Extracted material Start Marker

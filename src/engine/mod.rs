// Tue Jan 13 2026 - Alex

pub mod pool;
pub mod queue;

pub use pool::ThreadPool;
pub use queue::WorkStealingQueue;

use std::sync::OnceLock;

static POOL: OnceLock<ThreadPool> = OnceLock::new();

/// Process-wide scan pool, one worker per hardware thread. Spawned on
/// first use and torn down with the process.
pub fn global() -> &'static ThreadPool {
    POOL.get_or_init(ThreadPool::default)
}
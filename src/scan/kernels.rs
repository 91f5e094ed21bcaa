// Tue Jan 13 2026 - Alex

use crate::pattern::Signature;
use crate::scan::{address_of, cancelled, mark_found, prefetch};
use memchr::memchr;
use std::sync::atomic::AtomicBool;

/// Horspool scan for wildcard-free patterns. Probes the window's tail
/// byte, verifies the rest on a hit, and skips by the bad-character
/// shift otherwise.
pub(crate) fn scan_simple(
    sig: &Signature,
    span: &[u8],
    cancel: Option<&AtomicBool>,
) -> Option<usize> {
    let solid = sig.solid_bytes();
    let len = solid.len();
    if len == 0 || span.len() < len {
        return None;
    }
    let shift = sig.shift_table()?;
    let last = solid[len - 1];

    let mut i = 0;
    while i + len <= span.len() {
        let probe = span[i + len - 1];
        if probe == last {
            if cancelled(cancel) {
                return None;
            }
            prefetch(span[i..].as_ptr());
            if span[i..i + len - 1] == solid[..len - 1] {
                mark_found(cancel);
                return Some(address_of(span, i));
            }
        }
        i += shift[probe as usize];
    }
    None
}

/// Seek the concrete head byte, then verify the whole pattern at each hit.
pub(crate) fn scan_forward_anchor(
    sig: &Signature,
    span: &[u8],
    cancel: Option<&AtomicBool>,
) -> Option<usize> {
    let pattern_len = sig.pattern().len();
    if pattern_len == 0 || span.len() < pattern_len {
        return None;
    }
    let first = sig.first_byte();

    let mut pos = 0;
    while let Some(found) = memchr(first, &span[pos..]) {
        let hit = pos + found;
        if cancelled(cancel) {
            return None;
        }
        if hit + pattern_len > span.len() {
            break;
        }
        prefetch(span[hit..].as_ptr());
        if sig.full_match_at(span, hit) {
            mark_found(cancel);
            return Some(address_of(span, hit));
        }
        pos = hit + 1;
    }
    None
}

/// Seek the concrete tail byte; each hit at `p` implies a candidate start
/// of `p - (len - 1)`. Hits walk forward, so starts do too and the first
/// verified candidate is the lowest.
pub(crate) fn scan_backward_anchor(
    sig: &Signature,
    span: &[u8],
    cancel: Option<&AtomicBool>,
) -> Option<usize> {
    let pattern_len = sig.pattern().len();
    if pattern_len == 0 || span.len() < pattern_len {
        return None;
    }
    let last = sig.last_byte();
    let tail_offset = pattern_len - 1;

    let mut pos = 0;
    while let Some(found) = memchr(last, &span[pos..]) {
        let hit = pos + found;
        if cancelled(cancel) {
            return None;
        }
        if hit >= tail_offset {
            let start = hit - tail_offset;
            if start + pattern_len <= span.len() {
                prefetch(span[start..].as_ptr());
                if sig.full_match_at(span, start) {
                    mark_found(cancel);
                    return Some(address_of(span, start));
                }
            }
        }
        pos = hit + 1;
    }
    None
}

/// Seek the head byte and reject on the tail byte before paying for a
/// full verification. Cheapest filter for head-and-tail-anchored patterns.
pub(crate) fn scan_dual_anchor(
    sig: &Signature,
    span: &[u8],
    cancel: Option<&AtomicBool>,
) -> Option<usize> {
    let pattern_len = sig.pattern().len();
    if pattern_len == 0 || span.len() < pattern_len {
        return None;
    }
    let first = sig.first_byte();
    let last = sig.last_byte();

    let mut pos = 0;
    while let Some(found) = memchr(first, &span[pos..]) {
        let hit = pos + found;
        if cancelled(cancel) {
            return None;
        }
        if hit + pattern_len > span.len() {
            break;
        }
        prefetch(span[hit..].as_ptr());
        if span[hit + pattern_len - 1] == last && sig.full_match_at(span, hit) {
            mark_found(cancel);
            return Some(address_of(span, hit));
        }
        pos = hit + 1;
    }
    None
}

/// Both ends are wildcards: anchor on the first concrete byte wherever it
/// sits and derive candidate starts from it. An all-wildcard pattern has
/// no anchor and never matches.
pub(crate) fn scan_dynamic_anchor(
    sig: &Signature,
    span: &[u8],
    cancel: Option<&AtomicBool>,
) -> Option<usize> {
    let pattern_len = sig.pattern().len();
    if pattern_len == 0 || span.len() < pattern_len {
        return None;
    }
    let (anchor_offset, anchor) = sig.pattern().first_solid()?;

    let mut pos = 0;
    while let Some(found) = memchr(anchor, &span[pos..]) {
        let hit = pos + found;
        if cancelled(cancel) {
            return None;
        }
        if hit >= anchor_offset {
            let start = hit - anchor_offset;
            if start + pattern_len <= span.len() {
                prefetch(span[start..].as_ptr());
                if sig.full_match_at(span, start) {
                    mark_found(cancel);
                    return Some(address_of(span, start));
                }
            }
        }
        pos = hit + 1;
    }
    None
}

Extracted material End Marker
Extracted material Start Marker

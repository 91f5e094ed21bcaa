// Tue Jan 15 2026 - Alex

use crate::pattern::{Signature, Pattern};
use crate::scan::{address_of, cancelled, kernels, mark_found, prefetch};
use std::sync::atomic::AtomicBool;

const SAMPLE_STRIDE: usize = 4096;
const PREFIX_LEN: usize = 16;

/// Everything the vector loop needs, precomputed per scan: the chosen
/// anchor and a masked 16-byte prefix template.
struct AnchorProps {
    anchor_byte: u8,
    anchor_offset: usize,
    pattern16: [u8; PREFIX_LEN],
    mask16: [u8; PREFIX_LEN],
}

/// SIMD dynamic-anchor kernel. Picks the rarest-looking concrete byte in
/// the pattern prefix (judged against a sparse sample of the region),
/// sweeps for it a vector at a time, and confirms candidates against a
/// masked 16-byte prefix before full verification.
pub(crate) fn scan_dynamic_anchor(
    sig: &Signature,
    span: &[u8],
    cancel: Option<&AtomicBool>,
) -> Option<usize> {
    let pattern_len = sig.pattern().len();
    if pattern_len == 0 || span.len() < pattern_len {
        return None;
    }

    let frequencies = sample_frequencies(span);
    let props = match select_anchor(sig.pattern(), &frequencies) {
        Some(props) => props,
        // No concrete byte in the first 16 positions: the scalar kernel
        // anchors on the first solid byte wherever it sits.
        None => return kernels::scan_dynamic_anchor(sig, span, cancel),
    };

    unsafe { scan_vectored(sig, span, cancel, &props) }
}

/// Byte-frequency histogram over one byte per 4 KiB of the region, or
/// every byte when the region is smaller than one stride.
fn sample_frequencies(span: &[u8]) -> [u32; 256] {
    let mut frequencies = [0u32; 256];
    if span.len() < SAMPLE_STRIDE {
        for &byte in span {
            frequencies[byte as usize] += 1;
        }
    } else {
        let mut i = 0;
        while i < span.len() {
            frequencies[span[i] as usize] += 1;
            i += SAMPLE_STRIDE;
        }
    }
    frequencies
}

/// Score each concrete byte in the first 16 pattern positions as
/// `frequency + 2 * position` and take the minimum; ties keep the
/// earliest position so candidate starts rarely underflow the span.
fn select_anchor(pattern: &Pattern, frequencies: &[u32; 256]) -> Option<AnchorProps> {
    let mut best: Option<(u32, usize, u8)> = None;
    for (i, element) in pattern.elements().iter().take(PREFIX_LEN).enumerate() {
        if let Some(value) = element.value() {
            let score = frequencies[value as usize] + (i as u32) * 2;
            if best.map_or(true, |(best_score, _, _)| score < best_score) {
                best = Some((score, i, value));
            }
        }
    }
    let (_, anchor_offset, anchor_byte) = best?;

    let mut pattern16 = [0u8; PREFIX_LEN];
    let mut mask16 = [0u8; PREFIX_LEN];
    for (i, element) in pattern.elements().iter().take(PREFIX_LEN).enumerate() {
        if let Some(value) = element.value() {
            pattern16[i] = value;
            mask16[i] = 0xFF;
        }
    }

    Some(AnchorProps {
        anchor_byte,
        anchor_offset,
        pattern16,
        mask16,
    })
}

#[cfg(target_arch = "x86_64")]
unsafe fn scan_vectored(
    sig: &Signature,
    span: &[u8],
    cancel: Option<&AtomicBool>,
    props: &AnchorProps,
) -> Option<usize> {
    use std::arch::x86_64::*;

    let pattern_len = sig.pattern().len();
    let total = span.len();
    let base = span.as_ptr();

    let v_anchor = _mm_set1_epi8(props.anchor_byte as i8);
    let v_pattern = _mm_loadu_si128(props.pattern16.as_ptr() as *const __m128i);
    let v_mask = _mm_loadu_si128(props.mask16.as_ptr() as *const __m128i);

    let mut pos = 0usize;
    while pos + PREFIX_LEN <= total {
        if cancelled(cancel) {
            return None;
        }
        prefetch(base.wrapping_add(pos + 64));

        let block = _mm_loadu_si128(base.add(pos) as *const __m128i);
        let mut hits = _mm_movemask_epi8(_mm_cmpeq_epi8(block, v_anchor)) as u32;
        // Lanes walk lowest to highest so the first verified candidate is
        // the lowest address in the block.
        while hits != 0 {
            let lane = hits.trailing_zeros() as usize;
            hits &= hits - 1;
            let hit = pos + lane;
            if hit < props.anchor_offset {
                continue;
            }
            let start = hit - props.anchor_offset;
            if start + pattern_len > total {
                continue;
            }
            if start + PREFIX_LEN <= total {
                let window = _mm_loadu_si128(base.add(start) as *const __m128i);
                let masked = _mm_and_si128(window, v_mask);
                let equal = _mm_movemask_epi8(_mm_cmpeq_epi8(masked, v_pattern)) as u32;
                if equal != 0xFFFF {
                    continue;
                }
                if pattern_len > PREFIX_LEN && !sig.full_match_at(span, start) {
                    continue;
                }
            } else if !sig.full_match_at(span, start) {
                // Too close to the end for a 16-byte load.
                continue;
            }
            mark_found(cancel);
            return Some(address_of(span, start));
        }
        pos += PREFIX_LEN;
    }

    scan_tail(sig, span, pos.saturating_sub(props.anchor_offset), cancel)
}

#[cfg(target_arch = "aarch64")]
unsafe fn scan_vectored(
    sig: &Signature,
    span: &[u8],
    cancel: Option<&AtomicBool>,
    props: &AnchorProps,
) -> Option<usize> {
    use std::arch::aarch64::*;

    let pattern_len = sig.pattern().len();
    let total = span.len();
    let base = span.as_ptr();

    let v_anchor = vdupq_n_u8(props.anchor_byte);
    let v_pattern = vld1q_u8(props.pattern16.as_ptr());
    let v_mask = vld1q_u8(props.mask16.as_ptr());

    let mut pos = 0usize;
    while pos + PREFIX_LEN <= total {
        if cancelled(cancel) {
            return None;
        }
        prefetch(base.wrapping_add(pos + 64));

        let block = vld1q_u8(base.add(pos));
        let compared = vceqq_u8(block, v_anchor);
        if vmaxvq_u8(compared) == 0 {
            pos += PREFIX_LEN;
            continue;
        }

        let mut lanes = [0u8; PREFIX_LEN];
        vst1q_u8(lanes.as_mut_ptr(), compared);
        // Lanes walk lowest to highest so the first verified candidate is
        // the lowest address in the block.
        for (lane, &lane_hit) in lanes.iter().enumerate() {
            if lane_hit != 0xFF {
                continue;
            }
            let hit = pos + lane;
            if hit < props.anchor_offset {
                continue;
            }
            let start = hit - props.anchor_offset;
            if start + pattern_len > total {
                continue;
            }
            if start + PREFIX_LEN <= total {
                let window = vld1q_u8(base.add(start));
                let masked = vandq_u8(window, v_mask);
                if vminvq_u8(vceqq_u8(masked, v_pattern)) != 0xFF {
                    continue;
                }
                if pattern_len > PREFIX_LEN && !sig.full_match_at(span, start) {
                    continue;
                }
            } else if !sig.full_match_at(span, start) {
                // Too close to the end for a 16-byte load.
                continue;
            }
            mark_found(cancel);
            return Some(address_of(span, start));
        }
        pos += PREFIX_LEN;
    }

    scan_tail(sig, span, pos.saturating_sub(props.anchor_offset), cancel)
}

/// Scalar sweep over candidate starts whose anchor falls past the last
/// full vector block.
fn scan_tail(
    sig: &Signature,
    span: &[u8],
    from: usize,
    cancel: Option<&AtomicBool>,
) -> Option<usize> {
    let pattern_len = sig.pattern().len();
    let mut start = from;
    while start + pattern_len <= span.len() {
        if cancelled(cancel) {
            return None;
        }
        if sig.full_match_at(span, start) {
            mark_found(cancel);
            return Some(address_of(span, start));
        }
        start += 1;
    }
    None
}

Extracted material End Marker

**Task to complete**. In the entries above, some lines may contain the string "masked"; report how many, without additional comment.

**Answer for this exercise**. 6